**EXERCISE INSTRUCTIONS**
Somewhere below, one line contains "доволен тем, как" and a later line contains "CEO способен эффективно". Output those two lines and everything between them exactly, and nothing else.

═════ INPUT FOR THIS TASK ═════

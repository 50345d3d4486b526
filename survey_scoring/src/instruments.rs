//! The instruments shipped with the library.
//!
//! The option labels, reversed question sets and scale compositions are
//! transcribed from the published instruments and must not be edited.

use crate::catalog::*;

pub const AGREEMENT_LABELS: [&str; 5] = [
    "Нет, это совсем не так",
    "Скорее нет, чем да",
    "Затрудняюсь ответить",
    "Скорее да, чем нет",
    "Да, совершенно верно",
];

pub fn agreement_scale() -> LikertScale {
    LikertScale::new(&AGREEMENT_LABELS)
}

pub const TEAM_QUESTION_COUNT: usize = 44;

const TEAM_REVERSED: [u32; 11] = [34, 35, 14, 26, 16, 28, 18, 30, 20, 21, 44];

/// Management team survey: 44 untitled questions, 11 scales.
pub fn team_questionnaire() -> Result<Questionnaire, CatalogError> {
    let scales = vec![
        Scale::new("Руководитель.Видение", &[12, 1, 23, 34]),
        Scale::new("Руководитель.Результативность", &[2, 13, 24, 35]),
        Scale::new("Руководитель.Системность", &[3, 25, 36, 14]),
        Scale::new("Руководитель.Квалификация", &[4, 37, 15, 26]),
        Scale::new("Руководитель.Ценности", &[5, 38, 27, 16]),
        Scale::new("Стратегия.Четкость", &[6, 17, 39, 28]),
        Scale::new("Организация.Полномочия-обязанности", &[7, 29, 40, 18]),
        Scale::new("Климат.Доверие", &[8, 19, 41, 30]),
        Scale::new("Климат.Настроение", &[9, 31, 42, 20]),
        Scale::new("Итоги.Достижение", &[10, 43, 32, 21]),
        Scale::new("Итоги.Удовлетворенность", &[11, 33, 22, 44]),
    ];
    likert_questionnaire(
        QuestionnaireHeader {
            id: "team".to_string(),
            name: "Опросник".to_string(),
            index: 0,
        },
        &base_questions(&[], TEAM_QUESTION_COUNT),
        &agreement_scale(),
        &TEAM_REVERSED,
        scales,
    )
}

pub const PERSONNEL_QUESTION_COUNT: usize = 112;

const PERSONNEL_REVERSED: [u32; 28] = [
    47, 49, 54, 57, 60, 63, 66, 67, 70, 71, 72, 78, 79, 81, 83, 84, 86, 87, 89, 90, 92, 93, 96,
    97, 101, 102, 104, 108,
];

const PERSONNEL_TITLES: [&str; PERSONNEL_QUESTION_COUNT] = [
    "У CEO нашей компании есть четкий план, который приведет нас к успеху",
    "Когда у нашей команды возникают сложности,  СEO - тот человек, который продолжает двигать команду к цели",
    "Наш лидер имеет успешный опыт работы в большой компании",
    "Состав нашей управленческой команды меняется очень редко",
    "Каждый член нашей управленческой команды имеет свою специализацию",
    "Мы почти никогда не привлекаем внешних экспертов для выполнения задач",
    "Все члены нашей управленческой команды отличаются инициативностью",
    "Я знаю поставленные перед компанией стратегические цели",
    "Я полностью согласен с поставленными перед компанией стратегическими целями",
    "В компании есть подробная, зафиксированная организационная структура",
    "Я не обязан согласовывать увольнение сотрудника из своего подразделения",
    "У меня и моих подчиненных есть четкие критерии эффективности выполнения задач",
    "И материальная, и нематериальная мотивация полностью меня устраивают",
    "Я бы хотел проработать в этой команде еще много лет",
    "На наших совещаниях можно задавать любые, даже «глупые» вопросы, и высказывать необычные идеи",
    "В управленческой команде есть негласные правила, которые все соблюдают",
    "Все члены нашей команды довольно приятные люди",
    "Наша команда с оптимизмом смотрит в будущее",
    "Я всегда заранее знаю о том, какие вопросы и задачи мы будем обсуждать на совещании",
    "Члены управленческой команды готовы поступиться своими интересами ради общего результата",
    "Процедура принятия управленческих решений прозрачна и понятна",
    "Решения в нашей управленческой команде принимаются консенсусом",
    "Корпоративная информация в нашей компании регулярно обновляется",
    "У меня есть свободный доступ к циркулирующей в компании информации",
    "Обратная связь поступает мне вовремя",
    "Я регулярно учусь и осваиваю новые навыки",
    "Все запланированные цели достигаются нашей командой",
    "Я удовлетворен своими результатами",
    "Наш CEO «горит» идеей построения крупной компании",
    "В ситуациях неопределенности CEO берет на себя ответственность и принимает решения, продвигающие нашу команду к цели",
    "Благодаря CEO в нашей компании все работает «как часы»",
    "Когда я начал заполнять этот тест, я сразу понял, о какой управленческой команде идет речь и кто в нее входит",
    "Можно сказать, что наша управленческая команда полностью укомплектована",
    "У всех членов управленческой команды есть большой опыт той работы, которую они делают сейчас",
    "В нашей управленческой команде нет «пассажиров»",
    "Каждый из нас знает, как его рабочие задачи влияют на ключевые цели, стоящие перед организацией",
    "Я уверен, что остальные члены управленческой команды полностью понимают цели, стоящие перед компанией",
    "Я знаю, кто из руководителей за что отвечает",
    "В своей зоне ответственности я сам принимаю все решения, ни с кем не советуясь",
    "Наш CEO регулярно контролирует своих подчиненных",
    "Мои коллеги не жалуются на свою мотивацию",
    "Я полностью доверяю мнению моих коллег по вопросам, касающимся их компетенции",
    "Можно сказать, что в нашей команде достаточно безопасная и комфортная атмосфера",
    "В нашей управленческой команде допустимо быть «не таким, как все»",
    "Даже, если в команде возникает спор, взаимная симпатия не позволяет ему перейти в конфликт",
    "Я всегда с удовольствием работаю",
    "Некоторые члены нашей команды до последнего придерживают информацию, даже если она необходима для решения проблемы",
    "Если будет необходимо, я буду работать до глубокой ночи и по выходным",
    "Порой мне совершенно непонятно, по какой причине принимается то или иное управленческое решение",
    "В нашей управленческой команде принято обсуждать решение до тех пор, пока все с ним не согласятся",
    "У нас есть полный массив корпоративной информации: о ситуации, планах, возможностях, ресурсах и инструментах, которыми владеет команда",
    "Мои коллеги всегда охотно делятся со мной рабочей информацией",
    "Мои коллеги умеют цивилизованно и деликатно предоставлять обратную связь",
    "Наша компания предпочитает не тратить время и деньги на обучение сотрудников",
    "Для меня важно сдавать свою работу вовремя",
    "Я доволен тем, как работают мои коллеги из управленческой команды",
    "На мой взгляд, планы нашего CEO недостаточно амбициозны и масштабны",
    "Фраза «человек, у которого слова не расходятся с делом» точно отражает нашего CEO",
    "Наш CEO способен эффективно распределять обязанности",
    "Я не уверен, что все члены управленческой команды хорошо знают друг друга",
    "Я считаю, что каждый член нашей управленческой команды, дополняет команду своими индивидуальными навыками",
    "Все члены управленческой команды являются экспертами в своих областях",
    "В нашей команде есть некоторые участники, которые стараются переложить с себя ответственность в сложных ситуациях",
    "Мы регулярно обсуждаем, как продвигаемся к ключевым целям",
    "На этапе планирования мое мнение учитывается",
    "У нас иногда возникают ситуации, когда непонятно кто должен нести ответственность и решать возникшую проблему",
    "Процесс согласования в нашей компании – это головная боль и уйма сил и времени",
    "Мы регулярно проводим встречи для понимания того, на каком этапе реализации своих целей находится каждый участник команды",
    "В нашей компании считается нормальным обсуждать систему мотивации",
    "Если возникает какая-то проблема, каждый старается найти виноватого",
    "Свои идеи я предпочитаю держать при себе, если они не совпадают с мнением большинства участников команды",
    "Я чувствую, что некоторые члены команды относятся ко мне с недостаточным уважением",
    "Члены управленческой команды испытывают симпатию друг к другу",
    "Как правило, общаясь с нашим CEO, я получаю настоящий заряд позитива и оптимизма",
    "Я стараюсь максимально собрать всю необходимую информацию перед совещанием",
    "Если нужно для общего результата - я окажу помощь коллеге, даже если это будет противоречить моим интересам",
    "С большой долей вероятности можно предсказать будущее решение СEO",
    "Большинство решений в нашей управленческой команде принимаются СEO",
    "Часть корпоративных документов в нашей компании, словно специально, написана так, чтобы никто ничего не понял",
    "Я всегда делюсь своими идеями с коллегами, если они об этом просят",
    "Мне очень сложно получить искреннюю обратную связь от коллег",
    "Я постоянно слежу за инновациями в нашей сфере",
    "Перенос дедлайнов – это норма в нашей компании",
    "Я не доволен результатами, которых добилась наша компания",
    "СEO нашей компании делится с нами видением от том, какой он хочет видеть компанию в будущем",
    "Иногда наш СEO сам не понимает, к какому результату он хочет привести нашу компанию",
    "Способность структурировать процессы – не самая сильная сторона нашего СEO",
    "С моей точки зрения, в нашей управленческой команде ровно столько людей, сколько необходимо для ее эффективной работы",
    "Если бы я был СEO, я бы изменил текущий состав нашей управленческой команды",
    "Иногда, некоторые члены управленческой команды не могут ответить на вопрос, явно относящийся к их зоне компетентности",
    "Большинство моих принципов и ценностей относительно работы совпадают с другими членами управленческой команды",
    "Иногда мне кажется, что мои задачи никак не связаны со стратегическими целями компании, а то и противоречат им",
    "Цели нашей компании, как правило, слишком амбициозны и, мне кажется, все понимают, что нам их не достичь в полной мере",
    "Когда у меня возникает какой-то вопрос не из моей зоны компетентности, я всегда знаю, к кому именно надо с ним обратиться",
    "У меня не бывает ситуаций, когда я чувствую, что не могу решить задачу по причине отсутствия необходимых полномочий",
    "Система отчетности – это не про нашу компанию",
    "Я считаю, что за ту работу, которую я делаю, я мог бы получать большее вознаграждение",
    "Про нашу команду можно сказать, что мы все в «одной лодке»",
    "В нашей команде люди заняты работой, а не «обороной»",
    "Я уважаю всех членов управленческой команды",
    "Честно говоря, некоторые члены нашей команды вызывают во мне неприязнь",
    "Некоторые члены нашей команды постоянно находятся в плохом настроении",
    "Мои коллеги всегда приходят на совещание с полной информацией по обсуждаемому вопросу",
    "Некоторые члены нашей управленческой команды не уступят своих полномочий и власти, даже если речь будет идти об общем результате компании",
    "Решения в управленческой команде принимаются по привычному сценарию",
    "Обсуждая задачи и проблемы, несогласие изучается, а не подавляется",
    "Вся корпоративная информация мне знакома и понятна",
    "В нашей компании лучше держать свои знания при себе",
    "Мы с коллегами регулярно даем друг другу обратную связь, как негативную, так и позитивную",
    "У меня хватает время на учебу",
    "Все члены нашей команды выполняют свои задачи качественно",
    "Я доволен работой нашего СEO",
];

/// Extended management survey: 112 titled questions, 28 scales.
pub fn personnel_questionnaire() -> Result<Questionnaire, CatalogError> {
    let titles: Vec<String> = PERSONNEL_TITLES.iter().map(|s| s.to_string()).collect();
    let scales = vec![
        Scale::new("Руководитель.Видение", &[29, 1, 85, 57]),
        Scale::new("Руководитель.Результативность", &[2, 30, 58, 86]),
        Scale::new("Руководитель.Системность", &[3]),
        Scale::new("Команда.Состав", &[4, 32, 88, 60]),
        Scale::new("Команда.Роли", &[5, 33, 61, 89]),
        Scale::new("Команда.Квалификация", &[6, 34, 62, 90]),
        Scale::new("Команда.Ценности", &[7, 35, 91, 63]),
        Scale::new("Стратегия.Четкость", &[8, 36, 64, 92]),
        Scale::new("Стратегия.Разделяемость", &[9, 37, 65, 93]),
        Scale::new("Организация.Обязанности-функция", &[10, 38, 94, 66]),
        Scale::new("Организация.Полномочия-обязанности", &[11, 39, 95, 67]),
        Scale::new("Организация.Контроль", &[40, 12, 68, 96]),
        Scale::new("Организация.Мотивация", &[13, 41, 69, 97]),
        Scale::new("Климат.Доверие", &[14, 42, 98, 70]),
        Scale::new("Климат.Безопасность", &[15, 43, 99, 71]),
        Scale::new("Климат.Уважение", &[16, 44, 72, 100]),
        Scale::new("Климат.Симпатия", &[17, 45, 73, 101]),
        Scale::new("Климат.Настроение", &[18, 46, 74, 102]),
        Scale::new("Процессы.Информация", &[19, 47, 75, 103]),
        Scale::new("Процессы.Общий результат", &[20, 48, 76, 104]),
        Scale::new("Процессы.Прозрачность решений", &[21, 77, 105, 49]),
        Scale::new("Процессы.Сотрудничество", &[22, 50, 106, 78]),
        Scale::new("Коммуникации.Актуальность информации", &[23, 51, 107, 79]),
        Scale::new("Коммуникации.Доступность информации", &[24, 52, 80, 108]),
        Scale::new("Коммуникации.Обратная связь", &[25, 53, 81, 109]),
        Scale::new("Развитие", &[26, 82, 110, 54]),
        Scale::new("Итоги.Достижение", &[27, 55, 83, 111]),
        Scale::new("Итоги.Удовлетворенность", &[28, 56, 112, 84]),
    ];
    likert_questionnaire(
        QuestionnaireHeader {
            id: "personnel".to_string(),
            name: "Опросник".to_string(),
            index: 0,
        },
        &base_questions(&titles, PERSONNEL_QUESTION_COUNT),
        &agreement_scale(),
        &PERSONNEL_REVERSED,
        scales,
    )
}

═════

**RESULT**
    "Я доволен тем, как работают мои коллеги из управленческой команды",
    "На мой взгляд, планы нашего CEO недостаточно амбициозны и масштабны",
    "Фраза «человек, у которого слова не расходятся с делом» точно отражает нашего CEO",
    "Наш CEO способен эффективно распределять обязанности",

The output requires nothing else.